> [Exercise details]: Wherever "UnreachableQueue" occurs in the entries, copy the line that holds it.

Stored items
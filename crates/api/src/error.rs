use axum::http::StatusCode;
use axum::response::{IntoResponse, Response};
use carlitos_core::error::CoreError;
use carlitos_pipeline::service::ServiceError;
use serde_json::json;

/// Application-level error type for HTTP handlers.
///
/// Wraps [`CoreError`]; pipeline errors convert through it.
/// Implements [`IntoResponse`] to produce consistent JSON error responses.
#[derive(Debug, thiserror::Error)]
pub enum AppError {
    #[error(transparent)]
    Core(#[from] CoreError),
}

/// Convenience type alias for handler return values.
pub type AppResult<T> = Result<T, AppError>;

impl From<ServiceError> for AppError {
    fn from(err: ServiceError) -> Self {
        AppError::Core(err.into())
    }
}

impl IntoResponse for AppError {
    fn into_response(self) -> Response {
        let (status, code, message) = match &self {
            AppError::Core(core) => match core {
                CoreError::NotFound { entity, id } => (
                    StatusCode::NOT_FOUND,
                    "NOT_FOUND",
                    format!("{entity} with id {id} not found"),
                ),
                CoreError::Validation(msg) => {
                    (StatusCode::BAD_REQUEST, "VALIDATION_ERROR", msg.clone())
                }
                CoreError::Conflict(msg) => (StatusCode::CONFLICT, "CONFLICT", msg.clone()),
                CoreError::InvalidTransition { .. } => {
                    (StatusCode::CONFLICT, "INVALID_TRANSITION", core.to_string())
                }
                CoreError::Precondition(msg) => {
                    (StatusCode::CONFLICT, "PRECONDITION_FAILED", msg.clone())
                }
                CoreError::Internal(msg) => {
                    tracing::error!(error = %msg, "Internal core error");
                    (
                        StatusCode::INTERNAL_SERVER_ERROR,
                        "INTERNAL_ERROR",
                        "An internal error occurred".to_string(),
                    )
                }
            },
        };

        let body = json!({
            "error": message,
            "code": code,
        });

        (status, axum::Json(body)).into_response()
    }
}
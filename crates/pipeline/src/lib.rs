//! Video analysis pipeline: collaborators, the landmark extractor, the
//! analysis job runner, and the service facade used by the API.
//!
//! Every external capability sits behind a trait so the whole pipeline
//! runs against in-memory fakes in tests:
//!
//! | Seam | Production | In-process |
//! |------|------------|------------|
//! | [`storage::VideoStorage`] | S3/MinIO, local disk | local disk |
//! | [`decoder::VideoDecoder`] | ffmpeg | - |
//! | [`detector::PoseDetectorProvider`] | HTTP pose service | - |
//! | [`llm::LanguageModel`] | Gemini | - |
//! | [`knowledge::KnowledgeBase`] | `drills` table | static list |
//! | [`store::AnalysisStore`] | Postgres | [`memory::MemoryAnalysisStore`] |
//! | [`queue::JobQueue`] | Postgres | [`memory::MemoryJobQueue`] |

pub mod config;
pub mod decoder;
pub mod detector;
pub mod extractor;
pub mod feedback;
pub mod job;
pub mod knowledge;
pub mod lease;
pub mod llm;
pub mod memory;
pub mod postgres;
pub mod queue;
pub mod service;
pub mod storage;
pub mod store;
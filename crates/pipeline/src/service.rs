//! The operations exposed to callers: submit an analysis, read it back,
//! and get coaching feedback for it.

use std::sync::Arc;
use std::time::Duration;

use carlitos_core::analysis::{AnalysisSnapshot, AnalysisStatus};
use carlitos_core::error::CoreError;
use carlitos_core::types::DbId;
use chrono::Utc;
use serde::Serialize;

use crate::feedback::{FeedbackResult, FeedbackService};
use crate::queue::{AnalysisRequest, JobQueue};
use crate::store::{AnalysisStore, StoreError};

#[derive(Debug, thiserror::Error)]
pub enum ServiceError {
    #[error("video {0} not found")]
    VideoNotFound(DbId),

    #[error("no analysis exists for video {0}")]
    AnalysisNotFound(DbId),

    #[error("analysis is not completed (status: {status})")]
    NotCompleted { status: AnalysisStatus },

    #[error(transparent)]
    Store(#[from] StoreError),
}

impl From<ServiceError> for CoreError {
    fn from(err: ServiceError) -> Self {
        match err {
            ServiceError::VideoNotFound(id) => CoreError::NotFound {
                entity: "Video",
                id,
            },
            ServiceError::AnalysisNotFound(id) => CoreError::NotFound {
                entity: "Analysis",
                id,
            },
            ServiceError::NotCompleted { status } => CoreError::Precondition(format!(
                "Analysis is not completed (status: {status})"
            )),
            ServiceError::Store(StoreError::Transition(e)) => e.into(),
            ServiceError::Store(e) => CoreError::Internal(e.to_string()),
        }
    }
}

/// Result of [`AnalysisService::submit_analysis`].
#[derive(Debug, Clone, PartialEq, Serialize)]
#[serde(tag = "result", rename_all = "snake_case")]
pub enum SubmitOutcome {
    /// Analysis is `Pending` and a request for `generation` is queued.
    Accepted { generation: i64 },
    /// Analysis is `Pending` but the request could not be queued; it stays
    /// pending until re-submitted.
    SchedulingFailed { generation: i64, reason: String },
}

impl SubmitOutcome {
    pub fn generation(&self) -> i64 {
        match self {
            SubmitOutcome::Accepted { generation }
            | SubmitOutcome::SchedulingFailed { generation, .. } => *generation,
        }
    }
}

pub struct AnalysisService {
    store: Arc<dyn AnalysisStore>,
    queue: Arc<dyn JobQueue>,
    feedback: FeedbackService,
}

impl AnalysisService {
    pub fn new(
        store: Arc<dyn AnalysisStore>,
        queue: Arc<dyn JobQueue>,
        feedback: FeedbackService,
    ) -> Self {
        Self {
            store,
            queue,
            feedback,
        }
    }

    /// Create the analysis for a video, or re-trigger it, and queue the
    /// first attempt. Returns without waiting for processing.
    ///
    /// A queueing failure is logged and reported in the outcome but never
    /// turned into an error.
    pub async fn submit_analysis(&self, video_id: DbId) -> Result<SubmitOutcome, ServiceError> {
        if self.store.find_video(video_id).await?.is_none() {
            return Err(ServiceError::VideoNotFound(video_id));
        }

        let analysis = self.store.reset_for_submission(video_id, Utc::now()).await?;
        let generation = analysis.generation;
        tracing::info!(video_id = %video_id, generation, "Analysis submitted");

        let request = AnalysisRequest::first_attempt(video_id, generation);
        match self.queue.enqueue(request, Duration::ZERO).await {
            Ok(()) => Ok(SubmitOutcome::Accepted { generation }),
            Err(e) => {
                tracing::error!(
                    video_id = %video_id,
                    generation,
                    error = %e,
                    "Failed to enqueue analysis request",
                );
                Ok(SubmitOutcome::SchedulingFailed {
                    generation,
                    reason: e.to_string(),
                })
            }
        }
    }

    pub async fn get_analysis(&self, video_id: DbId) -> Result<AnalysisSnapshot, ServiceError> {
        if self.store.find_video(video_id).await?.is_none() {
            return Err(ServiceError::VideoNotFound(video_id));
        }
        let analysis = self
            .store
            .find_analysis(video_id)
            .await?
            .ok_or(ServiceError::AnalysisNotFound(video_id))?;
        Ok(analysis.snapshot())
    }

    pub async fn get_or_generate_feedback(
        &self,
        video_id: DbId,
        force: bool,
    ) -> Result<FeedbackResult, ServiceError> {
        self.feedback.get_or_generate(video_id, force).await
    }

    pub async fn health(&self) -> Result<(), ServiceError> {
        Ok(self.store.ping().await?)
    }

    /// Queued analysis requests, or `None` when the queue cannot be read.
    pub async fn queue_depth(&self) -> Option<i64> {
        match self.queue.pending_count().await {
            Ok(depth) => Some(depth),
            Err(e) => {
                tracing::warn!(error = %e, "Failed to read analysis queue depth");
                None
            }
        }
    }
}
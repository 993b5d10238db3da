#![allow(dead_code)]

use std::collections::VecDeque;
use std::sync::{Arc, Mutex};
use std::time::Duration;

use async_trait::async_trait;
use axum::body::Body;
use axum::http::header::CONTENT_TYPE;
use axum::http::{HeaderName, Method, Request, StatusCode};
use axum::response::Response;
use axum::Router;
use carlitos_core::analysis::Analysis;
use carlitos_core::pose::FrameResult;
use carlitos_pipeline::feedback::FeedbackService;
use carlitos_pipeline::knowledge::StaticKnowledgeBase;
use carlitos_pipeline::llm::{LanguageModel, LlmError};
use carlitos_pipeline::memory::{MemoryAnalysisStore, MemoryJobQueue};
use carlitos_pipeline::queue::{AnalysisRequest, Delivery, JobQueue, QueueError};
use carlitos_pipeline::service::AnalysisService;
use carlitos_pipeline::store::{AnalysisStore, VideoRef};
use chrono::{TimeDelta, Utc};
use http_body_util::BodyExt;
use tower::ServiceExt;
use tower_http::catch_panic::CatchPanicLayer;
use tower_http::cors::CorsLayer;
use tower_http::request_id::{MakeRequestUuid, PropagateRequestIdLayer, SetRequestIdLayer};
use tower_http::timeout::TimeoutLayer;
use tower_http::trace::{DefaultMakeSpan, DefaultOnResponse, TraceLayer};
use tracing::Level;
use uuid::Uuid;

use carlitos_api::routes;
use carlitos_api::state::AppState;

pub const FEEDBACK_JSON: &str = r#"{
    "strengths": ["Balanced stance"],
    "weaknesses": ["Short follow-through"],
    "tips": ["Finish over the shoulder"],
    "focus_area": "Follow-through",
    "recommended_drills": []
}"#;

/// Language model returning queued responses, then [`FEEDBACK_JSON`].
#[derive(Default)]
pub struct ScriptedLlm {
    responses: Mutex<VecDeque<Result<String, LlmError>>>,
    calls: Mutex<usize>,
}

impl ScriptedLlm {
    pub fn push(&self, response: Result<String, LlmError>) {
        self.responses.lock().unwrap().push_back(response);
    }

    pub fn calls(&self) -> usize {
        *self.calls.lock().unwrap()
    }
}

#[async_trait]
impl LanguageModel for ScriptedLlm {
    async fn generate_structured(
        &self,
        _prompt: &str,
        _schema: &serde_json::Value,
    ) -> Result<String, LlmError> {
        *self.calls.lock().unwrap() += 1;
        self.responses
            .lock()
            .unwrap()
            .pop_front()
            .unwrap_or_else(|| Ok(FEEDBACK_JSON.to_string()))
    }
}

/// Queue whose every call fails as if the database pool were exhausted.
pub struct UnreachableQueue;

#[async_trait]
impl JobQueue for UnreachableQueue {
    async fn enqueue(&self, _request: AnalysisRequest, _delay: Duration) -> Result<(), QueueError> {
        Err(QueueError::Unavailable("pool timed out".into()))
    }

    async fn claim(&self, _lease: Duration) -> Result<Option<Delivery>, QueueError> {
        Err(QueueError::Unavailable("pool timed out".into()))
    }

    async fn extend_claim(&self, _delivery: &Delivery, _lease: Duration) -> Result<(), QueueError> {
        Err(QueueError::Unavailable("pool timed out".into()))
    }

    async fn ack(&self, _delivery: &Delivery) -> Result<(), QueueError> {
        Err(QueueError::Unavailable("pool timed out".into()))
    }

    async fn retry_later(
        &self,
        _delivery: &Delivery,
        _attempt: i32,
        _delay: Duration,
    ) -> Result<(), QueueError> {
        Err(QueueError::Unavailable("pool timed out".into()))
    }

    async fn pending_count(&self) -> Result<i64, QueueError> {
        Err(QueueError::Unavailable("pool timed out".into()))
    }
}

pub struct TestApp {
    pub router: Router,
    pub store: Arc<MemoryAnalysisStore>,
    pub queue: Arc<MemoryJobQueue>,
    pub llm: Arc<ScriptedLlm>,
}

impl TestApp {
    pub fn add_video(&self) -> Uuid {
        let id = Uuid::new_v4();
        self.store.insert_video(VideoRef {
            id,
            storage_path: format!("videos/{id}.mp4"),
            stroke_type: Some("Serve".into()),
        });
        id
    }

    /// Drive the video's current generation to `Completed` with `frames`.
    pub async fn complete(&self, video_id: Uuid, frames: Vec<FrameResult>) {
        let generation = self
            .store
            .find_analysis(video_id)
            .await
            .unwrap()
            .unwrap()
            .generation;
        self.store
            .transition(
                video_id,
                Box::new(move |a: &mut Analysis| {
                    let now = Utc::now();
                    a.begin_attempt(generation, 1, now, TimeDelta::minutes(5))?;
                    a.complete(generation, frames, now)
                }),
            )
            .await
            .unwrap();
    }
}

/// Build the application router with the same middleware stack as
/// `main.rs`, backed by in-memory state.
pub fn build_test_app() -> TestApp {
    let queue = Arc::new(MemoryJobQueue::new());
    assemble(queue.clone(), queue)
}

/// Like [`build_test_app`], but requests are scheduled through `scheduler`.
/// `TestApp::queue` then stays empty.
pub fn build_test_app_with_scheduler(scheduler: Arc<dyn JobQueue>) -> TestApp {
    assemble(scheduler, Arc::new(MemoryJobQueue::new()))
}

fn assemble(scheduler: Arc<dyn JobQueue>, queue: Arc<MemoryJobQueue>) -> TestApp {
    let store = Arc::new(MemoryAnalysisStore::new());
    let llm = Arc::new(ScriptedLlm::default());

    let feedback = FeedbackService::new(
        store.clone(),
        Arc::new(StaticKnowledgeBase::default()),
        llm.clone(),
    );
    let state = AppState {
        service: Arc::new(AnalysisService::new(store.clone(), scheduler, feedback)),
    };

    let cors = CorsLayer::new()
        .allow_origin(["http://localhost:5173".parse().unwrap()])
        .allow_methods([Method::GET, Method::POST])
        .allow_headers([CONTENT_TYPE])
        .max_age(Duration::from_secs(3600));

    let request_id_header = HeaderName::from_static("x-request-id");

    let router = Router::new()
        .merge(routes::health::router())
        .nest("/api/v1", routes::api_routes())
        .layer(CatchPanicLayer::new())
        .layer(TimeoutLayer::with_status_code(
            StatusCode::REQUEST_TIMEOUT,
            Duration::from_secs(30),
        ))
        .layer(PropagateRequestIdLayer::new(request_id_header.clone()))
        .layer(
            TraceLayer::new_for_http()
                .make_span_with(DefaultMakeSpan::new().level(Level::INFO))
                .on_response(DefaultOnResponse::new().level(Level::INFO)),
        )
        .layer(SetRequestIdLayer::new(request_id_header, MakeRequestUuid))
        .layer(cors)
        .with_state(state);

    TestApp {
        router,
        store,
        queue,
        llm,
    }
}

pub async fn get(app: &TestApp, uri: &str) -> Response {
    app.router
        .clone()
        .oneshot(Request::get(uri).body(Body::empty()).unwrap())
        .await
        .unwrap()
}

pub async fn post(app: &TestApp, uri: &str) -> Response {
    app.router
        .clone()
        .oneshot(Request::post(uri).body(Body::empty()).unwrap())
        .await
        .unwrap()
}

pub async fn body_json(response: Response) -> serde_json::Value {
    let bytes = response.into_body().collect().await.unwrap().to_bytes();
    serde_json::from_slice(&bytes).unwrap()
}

> [Finished task]:
pub struct UnreachableQueue;
impl JobQueue for UnreachableQueue {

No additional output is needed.